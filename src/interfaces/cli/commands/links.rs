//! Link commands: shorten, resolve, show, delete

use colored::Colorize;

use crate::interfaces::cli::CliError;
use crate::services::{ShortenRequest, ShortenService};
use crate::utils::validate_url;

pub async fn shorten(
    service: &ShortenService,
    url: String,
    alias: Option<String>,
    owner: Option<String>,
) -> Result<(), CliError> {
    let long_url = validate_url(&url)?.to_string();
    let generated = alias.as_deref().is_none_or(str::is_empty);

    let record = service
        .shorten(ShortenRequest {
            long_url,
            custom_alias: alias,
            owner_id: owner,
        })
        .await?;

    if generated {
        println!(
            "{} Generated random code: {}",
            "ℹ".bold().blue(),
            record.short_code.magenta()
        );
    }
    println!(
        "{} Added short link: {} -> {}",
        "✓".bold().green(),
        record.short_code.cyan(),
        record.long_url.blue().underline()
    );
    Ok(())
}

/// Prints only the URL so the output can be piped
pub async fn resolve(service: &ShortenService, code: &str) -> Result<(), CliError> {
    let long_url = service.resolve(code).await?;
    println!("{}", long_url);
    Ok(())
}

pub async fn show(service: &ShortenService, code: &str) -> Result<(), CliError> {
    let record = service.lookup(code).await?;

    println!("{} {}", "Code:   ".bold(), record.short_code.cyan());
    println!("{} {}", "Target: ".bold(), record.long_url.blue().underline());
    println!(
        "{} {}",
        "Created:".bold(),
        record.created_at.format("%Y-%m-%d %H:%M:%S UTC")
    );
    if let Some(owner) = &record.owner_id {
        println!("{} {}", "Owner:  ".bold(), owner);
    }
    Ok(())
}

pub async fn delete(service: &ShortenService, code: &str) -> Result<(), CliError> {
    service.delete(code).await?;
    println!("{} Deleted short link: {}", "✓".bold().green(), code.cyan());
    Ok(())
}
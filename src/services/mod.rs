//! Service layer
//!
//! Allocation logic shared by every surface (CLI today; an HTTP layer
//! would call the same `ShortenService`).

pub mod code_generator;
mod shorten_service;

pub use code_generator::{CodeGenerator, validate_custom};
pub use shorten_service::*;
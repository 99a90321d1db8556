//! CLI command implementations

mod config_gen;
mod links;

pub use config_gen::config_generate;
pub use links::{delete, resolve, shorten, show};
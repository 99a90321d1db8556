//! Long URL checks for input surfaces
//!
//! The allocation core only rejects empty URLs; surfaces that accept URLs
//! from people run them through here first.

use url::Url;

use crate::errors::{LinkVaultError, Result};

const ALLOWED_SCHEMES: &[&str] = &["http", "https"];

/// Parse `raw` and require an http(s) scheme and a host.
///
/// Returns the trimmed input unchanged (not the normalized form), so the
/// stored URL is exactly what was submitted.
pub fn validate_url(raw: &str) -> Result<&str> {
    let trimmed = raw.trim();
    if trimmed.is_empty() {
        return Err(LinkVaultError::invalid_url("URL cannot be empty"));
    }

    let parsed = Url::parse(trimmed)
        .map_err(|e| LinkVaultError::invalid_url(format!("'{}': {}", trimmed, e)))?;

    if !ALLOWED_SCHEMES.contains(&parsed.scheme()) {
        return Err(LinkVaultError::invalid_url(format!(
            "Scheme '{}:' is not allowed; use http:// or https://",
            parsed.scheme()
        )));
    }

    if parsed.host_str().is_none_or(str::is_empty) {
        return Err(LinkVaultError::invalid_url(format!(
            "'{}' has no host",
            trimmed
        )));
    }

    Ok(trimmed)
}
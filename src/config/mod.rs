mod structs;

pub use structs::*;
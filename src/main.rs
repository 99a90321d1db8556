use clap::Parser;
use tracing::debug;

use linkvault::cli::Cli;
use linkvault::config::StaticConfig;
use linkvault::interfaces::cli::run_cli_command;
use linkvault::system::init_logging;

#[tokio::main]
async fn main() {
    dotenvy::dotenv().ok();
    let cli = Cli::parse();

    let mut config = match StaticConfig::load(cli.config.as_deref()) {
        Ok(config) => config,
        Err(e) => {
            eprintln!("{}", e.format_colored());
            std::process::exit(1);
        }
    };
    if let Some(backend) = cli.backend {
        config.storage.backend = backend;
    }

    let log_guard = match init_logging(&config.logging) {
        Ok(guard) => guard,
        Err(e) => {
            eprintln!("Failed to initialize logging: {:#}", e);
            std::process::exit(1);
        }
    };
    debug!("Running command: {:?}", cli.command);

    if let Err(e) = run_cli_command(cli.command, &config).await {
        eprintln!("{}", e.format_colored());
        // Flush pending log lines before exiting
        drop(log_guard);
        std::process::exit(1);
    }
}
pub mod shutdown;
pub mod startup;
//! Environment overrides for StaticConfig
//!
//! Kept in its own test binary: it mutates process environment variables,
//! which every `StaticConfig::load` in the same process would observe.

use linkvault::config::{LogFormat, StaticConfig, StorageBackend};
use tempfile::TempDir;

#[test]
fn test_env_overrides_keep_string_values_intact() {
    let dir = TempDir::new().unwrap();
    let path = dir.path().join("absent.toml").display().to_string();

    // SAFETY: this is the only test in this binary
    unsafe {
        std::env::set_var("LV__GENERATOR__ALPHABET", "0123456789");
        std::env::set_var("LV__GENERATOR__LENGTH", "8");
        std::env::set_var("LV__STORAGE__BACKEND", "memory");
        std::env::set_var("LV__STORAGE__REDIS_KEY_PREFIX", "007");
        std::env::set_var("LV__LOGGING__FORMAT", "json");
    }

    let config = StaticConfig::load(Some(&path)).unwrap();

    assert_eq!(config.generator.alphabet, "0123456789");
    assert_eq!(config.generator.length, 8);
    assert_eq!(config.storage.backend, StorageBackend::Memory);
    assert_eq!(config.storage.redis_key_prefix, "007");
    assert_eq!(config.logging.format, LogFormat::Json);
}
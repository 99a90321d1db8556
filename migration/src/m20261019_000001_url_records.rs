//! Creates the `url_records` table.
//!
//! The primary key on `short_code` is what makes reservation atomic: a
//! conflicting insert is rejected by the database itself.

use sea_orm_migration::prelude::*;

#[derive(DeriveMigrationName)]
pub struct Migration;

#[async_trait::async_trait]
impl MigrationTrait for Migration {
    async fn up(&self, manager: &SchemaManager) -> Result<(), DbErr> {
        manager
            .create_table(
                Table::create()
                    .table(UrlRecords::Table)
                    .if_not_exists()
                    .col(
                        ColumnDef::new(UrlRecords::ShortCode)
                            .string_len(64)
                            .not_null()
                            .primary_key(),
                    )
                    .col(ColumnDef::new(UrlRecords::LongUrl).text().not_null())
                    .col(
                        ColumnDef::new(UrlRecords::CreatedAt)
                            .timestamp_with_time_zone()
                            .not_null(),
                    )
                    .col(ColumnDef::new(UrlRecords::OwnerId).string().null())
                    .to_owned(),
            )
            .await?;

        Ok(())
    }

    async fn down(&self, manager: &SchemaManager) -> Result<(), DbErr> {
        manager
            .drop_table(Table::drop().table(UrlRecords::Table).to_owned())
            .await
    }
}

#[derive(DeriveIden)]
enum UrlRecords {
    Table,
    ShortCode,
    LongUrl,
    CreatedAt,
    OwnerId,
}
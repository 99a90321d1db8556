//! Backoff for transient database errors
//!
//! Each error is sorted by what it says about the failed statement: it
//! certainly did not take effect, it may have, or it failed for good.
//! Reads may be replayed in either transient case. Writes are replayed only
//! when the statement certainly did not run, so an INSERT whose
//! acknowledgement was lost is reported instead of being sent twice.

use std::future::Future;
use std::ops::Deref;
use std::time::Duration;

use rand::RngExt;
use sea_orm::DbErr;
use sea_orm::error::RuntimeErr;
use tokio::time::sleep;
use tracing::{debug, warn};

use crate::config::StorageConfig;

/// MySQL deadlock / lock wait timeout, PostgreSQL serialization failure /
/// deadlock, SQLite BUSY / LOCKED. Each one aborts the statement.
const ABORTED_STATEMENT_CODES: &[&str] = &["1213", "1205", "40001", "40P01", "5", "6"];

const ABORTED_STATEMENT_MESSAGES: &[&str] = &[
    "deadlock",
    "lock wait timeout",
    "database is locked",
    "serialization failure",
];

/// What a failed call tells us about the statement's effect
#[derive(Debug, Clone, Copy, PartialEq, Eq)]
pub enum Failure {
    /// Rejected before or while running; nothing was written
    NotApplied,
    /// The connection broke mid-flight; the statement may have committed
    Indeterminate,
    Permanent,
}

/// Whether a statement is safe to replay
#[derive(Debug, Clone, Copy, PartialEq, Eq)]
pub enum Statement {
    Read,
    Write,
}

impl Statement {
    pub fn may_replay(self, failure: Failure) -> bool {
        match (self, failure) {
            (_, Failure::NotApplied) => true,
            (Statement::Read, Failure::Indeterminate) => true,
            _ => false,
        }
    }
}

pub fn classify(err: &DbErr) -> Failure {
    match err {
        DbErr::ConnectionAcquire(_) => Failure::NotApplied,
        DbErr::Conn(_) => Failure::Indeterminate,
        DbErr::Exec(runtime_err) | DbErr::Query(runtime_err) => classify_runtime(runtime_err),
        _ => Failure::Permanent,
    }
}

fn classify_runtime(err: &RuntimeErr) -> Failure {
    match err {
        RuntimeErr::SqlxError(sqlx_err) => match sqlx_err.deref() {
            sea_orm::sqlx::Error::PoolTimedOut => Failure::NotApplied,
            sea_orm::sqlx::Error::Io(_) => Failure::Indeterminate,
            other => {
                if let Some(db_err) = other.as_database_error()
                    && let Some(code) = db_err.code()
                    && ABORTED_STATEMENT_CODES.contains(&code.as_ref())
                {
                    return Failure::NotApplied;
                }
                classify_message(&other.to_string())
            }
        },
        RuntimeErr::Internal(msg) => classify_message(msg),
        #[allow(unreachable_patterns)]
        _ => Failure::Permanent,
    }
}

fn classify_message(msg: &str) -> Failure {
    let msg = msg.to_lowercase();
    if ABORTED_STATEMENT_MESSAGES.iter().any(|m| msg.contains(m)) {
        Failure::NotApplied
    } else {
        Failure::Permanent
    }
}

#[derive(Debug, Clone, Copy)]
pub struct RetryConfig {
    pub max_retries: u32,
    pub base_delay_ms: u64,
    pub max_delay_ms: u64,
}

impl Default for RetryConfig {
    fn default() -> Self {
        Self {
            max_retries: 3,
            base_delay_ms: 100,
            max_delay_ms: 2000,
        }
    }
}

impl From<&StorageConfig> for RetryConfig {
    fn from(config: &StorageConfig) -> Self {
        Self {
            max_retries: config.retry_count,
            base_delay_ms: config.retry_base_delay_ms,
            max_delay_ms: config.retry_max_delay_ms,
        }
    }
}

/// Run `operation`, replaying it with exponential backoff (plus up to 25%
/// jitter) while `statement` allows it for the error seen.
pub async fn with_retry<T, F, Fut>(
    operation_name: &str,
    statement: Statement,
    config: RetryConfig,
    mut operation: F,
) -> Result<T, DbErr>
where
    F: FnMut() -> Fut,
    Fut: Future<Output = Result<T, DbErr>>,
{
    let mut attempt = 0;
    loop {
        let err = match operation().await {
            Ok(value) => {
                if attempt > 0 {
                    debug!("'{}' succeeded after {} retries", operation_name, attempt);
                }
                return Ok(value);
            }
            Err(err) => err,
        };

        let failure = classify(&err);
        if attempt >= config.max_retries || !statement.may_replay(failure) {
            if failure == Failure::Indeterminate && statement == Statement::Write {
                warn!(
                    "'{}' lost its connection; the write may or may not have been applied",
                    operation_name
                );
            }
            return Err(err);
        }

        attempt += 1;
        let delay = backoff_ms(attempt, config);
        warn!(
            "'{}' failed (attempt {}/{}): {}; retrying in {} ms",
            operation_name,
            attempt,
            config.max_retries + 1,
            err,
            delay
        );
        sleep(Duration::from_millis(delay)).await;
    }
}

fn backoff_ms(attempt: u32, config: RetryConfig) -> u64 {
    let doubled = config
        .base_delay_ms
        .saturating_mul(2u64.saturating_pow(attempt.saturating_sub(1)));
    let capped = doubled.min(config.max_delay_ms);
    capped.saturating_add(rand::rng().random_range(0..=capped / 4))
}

☆ ☆ ☆ ☆

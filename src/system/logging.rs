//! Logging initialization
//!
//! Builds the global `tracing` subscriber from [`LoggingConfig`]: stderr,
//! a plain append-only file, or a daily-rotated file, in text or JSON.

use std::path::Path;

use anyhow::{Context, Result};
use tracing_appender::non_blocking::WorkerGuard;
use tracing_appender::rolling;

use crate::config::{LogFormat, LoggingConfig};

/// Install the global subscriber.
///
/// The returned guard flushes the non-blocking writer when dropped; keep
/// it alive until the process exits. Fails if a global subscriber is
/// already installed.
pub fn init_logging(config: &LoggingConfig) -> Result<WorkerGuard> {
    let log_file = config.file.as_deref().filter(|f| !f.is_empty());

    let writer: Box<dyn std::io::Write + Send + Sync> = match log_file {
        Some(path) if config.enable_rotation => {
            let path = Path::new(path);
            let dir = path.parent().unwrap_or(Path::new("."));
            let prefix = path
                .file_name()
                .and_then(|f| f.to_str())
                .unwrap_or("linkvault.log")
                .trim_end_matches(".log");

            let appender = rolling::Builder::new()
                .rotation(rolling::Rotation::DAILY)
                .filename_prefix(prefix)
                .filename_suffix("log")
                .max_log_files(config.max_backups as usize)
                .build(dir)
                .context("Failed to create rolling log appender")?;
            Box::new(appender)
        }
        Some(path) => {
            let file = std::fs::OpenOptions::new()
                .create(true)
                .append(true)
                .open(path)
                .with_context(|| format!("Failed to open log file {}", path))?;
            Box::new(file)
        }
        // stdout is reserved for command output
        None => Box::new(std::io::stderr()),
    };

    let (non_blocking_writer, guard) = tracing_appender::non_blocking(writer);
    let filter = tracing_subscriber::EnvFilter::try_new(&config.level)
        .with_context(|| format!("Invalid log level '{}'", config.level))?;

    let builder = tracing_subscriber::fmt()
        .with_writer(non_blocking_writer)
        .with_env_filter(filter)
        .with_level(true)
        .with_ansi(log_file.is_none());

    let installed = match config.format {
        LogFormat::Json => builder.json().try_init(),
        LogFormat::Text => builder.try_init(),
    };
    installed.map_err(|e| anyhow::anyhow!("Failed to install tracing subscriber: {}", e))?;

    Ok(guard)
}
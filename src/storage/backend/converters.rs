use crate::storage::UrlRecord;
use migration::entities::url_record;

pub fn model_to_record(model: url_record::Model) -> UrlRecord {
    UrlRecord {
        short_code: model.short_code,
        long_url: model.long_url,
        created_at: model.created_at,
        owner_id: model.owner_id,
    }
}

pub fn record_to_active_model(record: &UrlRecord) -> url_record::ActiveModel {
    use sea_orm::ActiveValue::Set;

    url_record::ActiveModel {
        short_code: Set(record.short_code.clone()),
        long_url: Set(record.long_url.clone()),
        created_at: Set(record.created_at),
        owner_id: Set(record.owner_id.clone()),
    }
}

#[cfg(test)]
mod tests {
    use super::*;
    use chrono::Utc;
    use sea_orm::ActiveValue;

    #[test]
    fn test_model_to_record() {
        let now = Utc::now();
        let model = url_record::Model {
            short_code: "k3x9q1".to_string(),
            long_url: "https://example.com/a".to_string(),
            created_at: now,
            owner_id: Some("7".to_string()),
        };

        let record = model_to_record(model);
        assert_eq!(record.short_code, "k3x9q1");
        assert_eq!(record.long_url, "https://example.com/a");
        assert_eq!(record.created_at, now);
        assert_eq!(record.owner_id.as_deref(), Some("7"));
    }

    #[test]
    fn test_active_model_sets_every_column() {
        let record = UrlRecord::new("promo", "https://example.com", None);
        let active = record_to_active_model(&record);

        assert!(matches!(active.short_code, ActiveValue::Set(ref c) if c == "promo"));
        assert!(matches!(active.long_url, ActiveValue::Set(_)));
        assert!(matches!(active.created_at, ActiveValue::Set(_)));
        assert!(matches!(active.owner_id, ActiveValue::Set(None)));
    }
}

☆ ☆ ☆ ☆

→ What to produce:
Lines from the entries that contain the word "deadlock" are what the answer must hold.

→ Solution below:
/// MySQL deadlock / lock wait timeout, PostgreSQL serialization failure /
/// deadlock, SQLite BUSY / LOCKED. Each one aborts the statement.
    "deadlock",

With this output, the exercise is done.